Saturday, September 22, 2012

Kitab Fikih Tak Tabu Dikritisi

9:15 AM


Oleh: Abdul Rahman Wahid

Sering kita jumpai di kalangan masyarakat awam yang pemikirannya bisa dikatakan masih kolot atau konservatif anggapan bahwa semua hal baru yang berbau modern itu adalah hal yang tidak baik dan tak layak diaplikasikan dalam kehidupan sehari-hari. Bahkan, pendidikan yang bukan agama mereka anggap pengetahuan yang menyimpang, sampai-sampai mereka dengan tegasnya mengatakan, kalau seorang santri menggeluti ilmu pengetahuan umum, ilmu agama yang dipelajarinya akan sia-sia. Mereka hanya memandang masalah secara tekstualnya saja, terlalu menerima realitas yang ada, tanpa mau mengkaji ulang akan permasalahan yang dihadapinya. Kitab-kitab fiqih yang mereka pelajari seakan-akan tidak perlu ada pengkajian ulang lagi, dalam artian mereka menganggap kitab-kitab fiqih yang telah ditulis oleh para pakar tersebut  adalah karya yang sakral dan hasil ijtihad mereka tidak perlu dikritisi lagi.
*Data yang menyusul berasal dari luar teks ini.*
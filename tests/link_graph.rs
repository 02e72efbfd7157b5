use scribe_graph::graph::{GraphData, Note, build_graph};

fn note(id: &str, title: &str, content: &str) -> Note {
	Note::new(id, title, content)
}

fn link_count(g: &GraphData, id: &str) -> usize {
	g.node(id).map(|n| n.link_count).expect("node exists")
}

/// Every node's link_count equals the number of incident links.
fn assert_degrees_consistent(g: &GraphData) {
	for node in &g.nodes {
		let incident = g
			.links
			.iter()
			.map(|l| (l.source == node.id) as usize + (l.target == node.id) as usize)
			.sum::<usize>();
		assert_eq!(node.link_count, incident, "degree mismatch for {}", node.id);
	}
}

#[test]
fn star_topology() {
	let mut notes = vec![note("hub", "Hub", "[[A]] [[B]] [[C]] [[D]] [[E]]")];
	for t in ["A", "B", "C", "D", "E"] {
		notes.push(note(&t.to_lowercase(), t, ""));
	}
	let g = build_graph(&notes);

	assert_eq!(g.nodes.len(), 6);
	assert_eq!(g.links.len(), 5);
	assert_eq!(link_count(&g, "hub"), 5);
	for id in ["a", "b", "c", "d", "e"] {
		assert_eq!(link_count(&g, id), 1);
	}
	assert_degrees_consistent(&g);
}

#[test]
fn circular_references() {
	let notes = vec![
		note("a", "A", "next: [[B]]"),
		note("b", "B", "next: [[C]]"),
		note("c", "C", "next: [[A]]"),
	];
	let g = build_graph(&notes);

	assert_eq!(g.nodes.len(), 3);
	assert_eq!(g.links.len(), 3);
	assert!(g.nodes.iter().all(|n| n.link_count == 2));
}

#[test]
fn disconnected_subgraphs() {
	let notes = vec![
		note("1", "One", "[[Two]]"),
		note("2", "Two", ""),
		note("3", "Three", "[[Four]]"),
		note("4", "Four", ""),
		note("5", "Alone", "no links here"),
	];
	let g = build_graph(&notes);

	assert_eq!(g.nodes.len(), 5);
	assert_eq!(g.links.len(), 2);
	assert_eq!(link_count(&g, "5"), 0);
	assert!(g.linked_ids("5").is_empty());
	assert_eq!(g.linked_ids("1"), vec!["2"]);
}

#[test]
fn empty_input() {
	assert_eq!(build_graph(&[]), GraphData::default());
}

#[test]
fn repeated_references_are_not_deduplicated() {
	let notes = vec![
		note("s", "Source", "[[X]] and also [[X]] again"),
		note("x", "X", ""),
	];
	let g = build_graph(&notes);

	assert_eq!(g.links.len(), 2);
	assert_eq!(link_count(&g, "x"), 2);
	assert_eq!(link_count(&g, "s"), 2);
	assert_eq!(g.linked_ids("s"), vec!["x"]);
}

#[test]
fn nodes_follow_input_order() {
	let notes = vec![
		note("z", "Zed", "[[alpha]]"),
		note("m", "Mid", "   \n\t "),
		note("a", "Alpha", "[[Nope]] [[zed]] [[Alpha]]"),
	];
	let g = build_graph(&notes);

	let ids: Vec<&str> = g.nodes.iter().map(|n| n.id.as_str()).collect();
	assert_eq!(ids, vec!["z", "m", "a"]);
	assert_eq!(g.links.len(), 2);
	assert_eq!(link_count(&g, "m"), 0);
	assert_degrees_consistent(&g);
}

#[test]
fn building_twice_is_deterministic() {
	let notes = vec![
		note("1", "Test Note", "🚀 [[Überblick]] [[missing]]"),
		note("2", "Überblick", "[[test note]] [[TEST NOTE]]"),
		note("3", "", "[[]] [[unterminated"),
	];
	let first = build_graph(&notes);
	let second = build_graph(&notes);

	assert_eq!(first, second);
	assert_eq!(first.links.len(), 3);
	assert_degrees_consistent(&first);
}
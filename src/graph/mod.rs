//! Wiki-link graph construction over a note collection.
//!
//! [`build_graph`] is pure: it reads a note snapshot and returns a fresh
//! [`GraphData`]. Callers rebuild on every change rather than patching.

mod builder;
mod types;
mod wiki_link;

pub use builder::build_graph;
pub use types::{GraphData, GraphLink, GraphNode, Note};
pub use wiki_link::wiki_links;
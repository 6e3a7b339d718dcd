#![forbid(unsafe_code)]

//! Hacker Stories: a searchable, dismissible story list that remembers the
//! last search across sessions.
//!
//! - [`ItemCollection`] - ordered stories with `filter` and `remove`
//! - [`StoriesApp`] - the [`Model`](hs_runtime::Model) wiring search,
//!   dismissal and focus together
//! - [`cli`] - argument and environment parsing for the binary

pub mod app;
pub mod cli;
pub mod collection;
pub mod error;
pub mod record;
pub mod seed;

pub use app::{AppConfig, Msg, StoriesApp};
pub use collection::{CollectionError, ItemCollection};
pub use error::{Error, Result};
pub use record::{Record, StoryId, fold_case};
Pada akhirnya pemikiran yang seperti itu sangatlah berpengaruh dalam interaksi antar sesamanya,  menjadikan hubungan sosialnya tidak lagi baik. Karena orang yang hanya berpikir fanatik seperti itu cenderung melihat orang lain yang tidak sepaham dengan mereka  sebagai pemikiran yang salah. Bahkan, seringkali terjadi pengafiran antar sesama hanya karena permasalahan sepele, dan hal seperti itu sudah biasa terjadi dikalangan masyarakat awam.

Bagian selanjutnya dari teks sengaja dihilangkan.